■ PROBLEM ■
Your answer should hold all lines of the entries that include the word "RuntimeCtx".
*** Opening of GIVEN RECORDS ***
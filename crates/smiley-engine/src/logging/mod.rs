//! Logging utilities.
//!
//! Centralizes logger initialization. Library code only talks to the `log`
//! facade; the binary picks `env_logger` through `init_logging`.

mod init;

pub use init::{init_logging, LoggingConfig, DEFAULT_FILTER};
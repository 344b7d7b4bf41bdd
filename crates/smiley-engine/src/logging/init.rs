use std::sync::Once;

/// Filter used when neither `LoggingConfig::env_filter` nor `RUST_LOG` is set.
///
/// wgpu's internals are chatty at info; keep them at warn.
pub const DEFAULT_FILTER: &str = "info,wgpu_core=warn,wgpu_hal=warn,naga=warn";

/// Logger configuration.
///
/// `env_filter` follows the `env_logger` filter syntax (e.g. "info", "warn",
/// "smiley_engine=debug,wgpu=warn").
///
/// `write_style` controls ANSI coloring behavior.
#[derive(Debug, Clone)]
pub struct LoggingConfig {
    pub env_filter: Option<String>,
    pub write_style: env_logger::WriteStyle,
}

impl Default for LoggingConfig {
    fn default() -> Self {
        Self {
            env_filter: None,
            write_style: env_logger::WriteStyle::Auto,
        }
    }
}

static INIT: Once = Once::new();

/// Initializes the global logger once.
///
/// This function is idempotent; subsequent calls are ignored.
/// Intended usage is early in `main`.
pub fn init_logging(config: LoggingConfig) {
    INIT.call_once(|| {
        let mut builder = env_logger::Builder::new();

        let filter = config
            .env_filter
            .or_else(|| std::env::var("RUST_LOG").ok())
            .unwrap_or_else(|| DEFAULT_FILTER.to_string());
        builder.parse_filters(&filter);
        builder.write_style(config.write_style);

        // Another logger may already be installed (tests, embedding hosts).
        if builder.try_init().is_err() {
            return;
        }

        log::debug!("logging initialized with filter '{filter}'");
    });
}
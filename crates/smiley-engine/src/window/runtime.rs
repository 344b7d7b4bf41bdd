use anyhow::{Context, Result};
use ouroboros::self_referencing;

use winit::application::ApplicationHandler;
use winit::dpi::LogicalSize;
use winit::event::{ElementState, WindowEvent};
use winit::event_loop::{ActiveEventLoop, ControlFlow, EventLoop};
use winit::keyboard::{KeyCode, ModifiersState, PhysicalKey};
use winit::window::{Window, WindowId};

use crate::core::{App as CoreApp, AppControl, FrameCtx, WindowCtx};
use crate::device::{Gpu, GpuInit};
use crate::input::{InputEvent, InputFrame, InputState, Key, KeyState, Modifiers};
use crate::render::RenderError;
use crate::time::{FrameClock, FrameTime};

/// Window/runtime configuration.
#[derive(Debug, Clone)]
pub struct RuntimeConfig {
    pub title: String,
    pub initial_size: LogicalSize<f64>,
}

impl Default for RuntimeConfig {
    fn default() -> Self {
        Self {
            title: "smiley".to_string(),
            initial_size: LogicalSize::new(1280.0, 720.0),
        }
    }
}

/// Requests from the app to the runtime.
///
/// Applied after the current `on_frame` returns.
#[derive(Debug, Default)]
pub struct RuntimeCtx {
    exit: bool,
}

impl RuntimeCtx {
    /// Closes the window and stops the event loop after this frame.
    pub fn exit(&mut self) {
        self.exit = true;
    }

    pub fn exit_requested(&self) -> bool {
        self.exit
    }
}

/// Entry point for the runtime.
pub struct Runtime;

impl Runtime {
    /// Opens one window and drives `app` until the window closes or the app exits.
    ///
    /// Failing to bring up the GPU context is fatal and returned as an error
    /// wrapping [`RenderError::RenderContextUnavailable`].
    pub fn run<A>(initial: RuntimeConfig, gpu_init: GpuInit, app: A) -> Result<()>
    where
        A: 'static + CoreApp,
    {
        let event_loop = EventLoop::new().context("failed to create winit EventLoop")?;
        let mut state = AppState::new(initial, gpu_init, app);

        event_loop
            .run_app(&mut state)
            .context("winit event loop terminated with error")?;

        match state.startup_error.take() {
            Some(e) => Err(e),
            None => Ok(()),
        }
    }
}

#[self_referencing]
struct WindowEntry {
    input_state: InputState,
    input_frame: InputFrame,
    clock: FrameClock,

    window: Window,

    #[borrows(window)]
    #[covariant]
    gpu: Gpu<'this>,
}

struct AppState<A>
where
    A: CoreApp + 'static,
{
    initial: RuntimeConfig,
    gpu_init: GpuInit,
    app: A,

    window: Option<WindowEntry>,
    startup_error: Option<anyhow::Error>,
}

impl<A> AppState<A>
where
    A: CoreApp + 'static,
{
    fn new(initial: RuntimeConfig, gpu_init: GpuInit, app: A) -> Self {
        Self {
            initial,
            gpu_init,
            app,
            window: None,
            startup_error: None,
        }
    }

    fn create_window_entry(&mut self, event_loop: &ActiveEventLoop) -> Result<()> {
        let attrs = Window::default_attributes()
            .with_title(self.initial.title.clone())
            .with_inner_size(self.initial.initial_size);

        let window = event_loop
            .create_window(attrs)
            .map_err(|e| RenderError::RenderContextUnavailable(e.to_string()))
            .context("failed to create window")?;

        let gpu_init = self.gpu_init.clone();

        let entry = WindowEntryTryBuilder {
            input_state: InputState::default(),
            input_frame: InputFrame::default(),
            clock: FrameClock::default(),
            window,
            gpu_builder: |w| pollster::block_on(Gpu::new(w, gpu_init)),
        }
        .try_build()
        .context("GPU initialization failed")?;

        entry.with_window(|w| w.request_redraw());
        self.window = Some(entry);
        Ok(())
    }
}

impl<A> ApplicationHandler for AppState<A>
where
    A: CoreApp + 'static,
{
    fn resumed(&mut self, event_loop: &ActiveEventLoop) {
        if self.window.is_some() {
            return;
        }

        if let Err(e) = self.create_window_entry(event_loop) {
            log::error!("failed to create initial window: {e:#}");
            self.startup_error = Some(e);
            event_loop.exit();
        }
    }

    fn about_to_wait(&mut self, event_loop: &ActiveEventLoop) {
        event_loop.set_control_flow(ControlFlow::Wait);

        // Continuous frame loop: every frame schedules the next one.
        if let Some(entry) = &self.window {
            entry.with_window(|w| w.request_redraw());
        }
    }

    fn window_event(
        &mut self,
        event_loop: &ActiveEventLoop,
        window_id: WindowId,
        event: WindowEvent,
    ) {
        // Split borrows to avoid `self` capture inside `ouroboros` closures.
        let (app, window) = (&mut self.app, &mut self.window);

        let Some(entry) = window.as_mut() else {
            return;
        };

        let mut exit = false;

        entry.with_mut(|fields| {
            if let Some(ev) = translate_input_event(fields.input_state, &event) {
                fields.input_state.apply_event(fields.input_frame, ev);
            }

            if app.on_window_event(window_id, &event) == AppControl::Exit {
                exit = true;
            }
        });

        match &event {
            WindowEvent::CloseRequested => exit = true,

            WindowEvent::Resized(new_size) => {
                entry.with_gpu_mut(|gpu| gpu.resize(*new_size));
                entry.with_window(|w| w.request_redraw());
            }

            WindowEvent::ScaleFactorChanged { .. } => {
                let new_size = entry.with_window(|w| w.inner_size());
                entry.with_gpu_mut(|gpu| gpu.resize(new_size));
                entry.with_window(|w| w.request_redraw());
            }

            WindowEvent::RedrawRequested => {
                let mut runtime_ctx = RuntimeCtx::default();
                let mut app_control = AppControl::Continue;

                entry.with_mut(|fields| {
                    let ft: FrameTime = fields.clock.tick();

                    // Scope to ensure `ctx` is dropped before mutating frame state.
                    {
                        let mut ctx = FrameCtx {
                            window: WindowCtx {
                                id: window_id,
                                window: fields.window,
                            },
                            gpu: fields.gpu,
                            input: fields.input_state,
                            input_frame: fields.input_frame,
                            time: ft,
                            runtime: &mut runtime_ctx,
                        };

                        app_control = app.on_frame(&mut ctx);
                    }

                    // Clear per-frame deltas after the frame is consumed.
                    fields.input_frame.clear();
                });

                if app_control == AppControl::Exit || runtime_ctx.exit_requested() {
                    exit = true;
                }
            }

            _ => {}
        }

        if exit {
            self.window = None;
            event_loop.exit();
        }
    }

    fn exiting(&mut self, _event_loop: &ActiveEventLoop) {
        self.app.on_exit();
    }
}

fn translate_input_event(state: &InputState, event: &WindowEvent) -> Option<InputEvent> {
    match event {
        WindowEvent::ModifiersChanged(m) => Some(InputEvent::ModifiersChanged(map_modifiers(m.state()))),

        WindowEvent::Focused(f) => Some(InputEvent::Focused(*f)),

        WindowEvent::KeyboardInput { event, .. } => {
            let st = match event.state {
                ElementState::Pressed => KeyState::Pressed,
                ElementState::Released => KeyState::Released,
            };

            Some(InputEvent::Key {
                key: map_key(event.physical_key),
                state: st,
                modifiers: state.modifiers,
                repeat: event.repeat,
            })
        }

        _ => None,
    }
}

fn map_modifiers(m: ModifiersState) -> Modifiers {
    Modifiers {
        shift: m.shift_key(),
        ctrl: m.control_key(),
        alt: m.alt_key(),
        meta: m.super_key(),
    }
}

fn map_key(pk: PhysicalKey) -> Key {
    let PhysicalKey::Code(code) = pk else {
        // NativeKeyCode has no stable numeric form in winit 0.30.
        return Key::Unknown(0);
    };

    match code {
        KeyCode::Escape => Key::Escape,
        KeyCode::Enter => Key::Enter,
        KeyCode::Tab => Key::Tab,
        KeyCode::Space => Key::Space,

        KeyCode::ArrowUp => Key::ArrowUp,
        KeyCode::ArrowDown => Key::ArrowDown,
        KeyCode::ArrowLeft => Key::ArrowLeft,
        KeyCode::ArrowRight => Key::ArrowRight,

        KeyCode::ShiftLeft | KeyCode::ShiftRight => Key::Shift,
        KeyCode::ControlLeft | KeyCode::ControlRight => Key::Control,
        KeyCode::AltLeft | KeyCode::AltRight => Key::Alt,
        KeyCode::SuperLeft | KeyCode::SuperRight => Key::Meta,

        KeyCode::KeyA => Key::A,
        KeyCode::KeyB => Key::B,
        KeyCode::KeyC => Key::C,
        KeyCode::KeyD => Key::D,
        KeyCode::KeyE => Key::E,
        KeyCode::KeyF => Key::F,
        KeyCode::KeyG => Key::G,
        KeyCode::KeyH => Key::H,
        KeyCode::KeyI => Key::I,
        KeyCode::KeyJ => Key::J,
        KeyCode::KeyK => Key::K,
        KeyCode::KeyL => Key::L,
        KeyCode::KeyM => Key::M,
        KeyCode::KeyN => Key::N,
        KeyCode::KeyO => Key::O,
        KeyCode::KeyP => Key::P,
        KeyCode::KeyQ => Key::Q,
        KeyCode::KeyR => Key::R,
        KeyCode::KeyS => Key::S,
        KeyCode::KeyT => Key::T,
        KeyCode::KeyU => Key::U,
        KeyCode::KeyV => Key::V,
        KeyCode::KeyW => Key::W,
        KeyCode::KeyX => Key::X,
        KeyCode::KeyY => Key::Y,
        KeyCode::KeyZ => Key::Z,

        other => Key::Unknown(other as u32),
    }
}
*** Close of GIVEN RECORDS ***
■ EXERCISE OUTPUT ■
pub struct RuntimeCtx {
impl RuntimeCtx {
                let mut runtime_ctx = RuntimeCtx::default();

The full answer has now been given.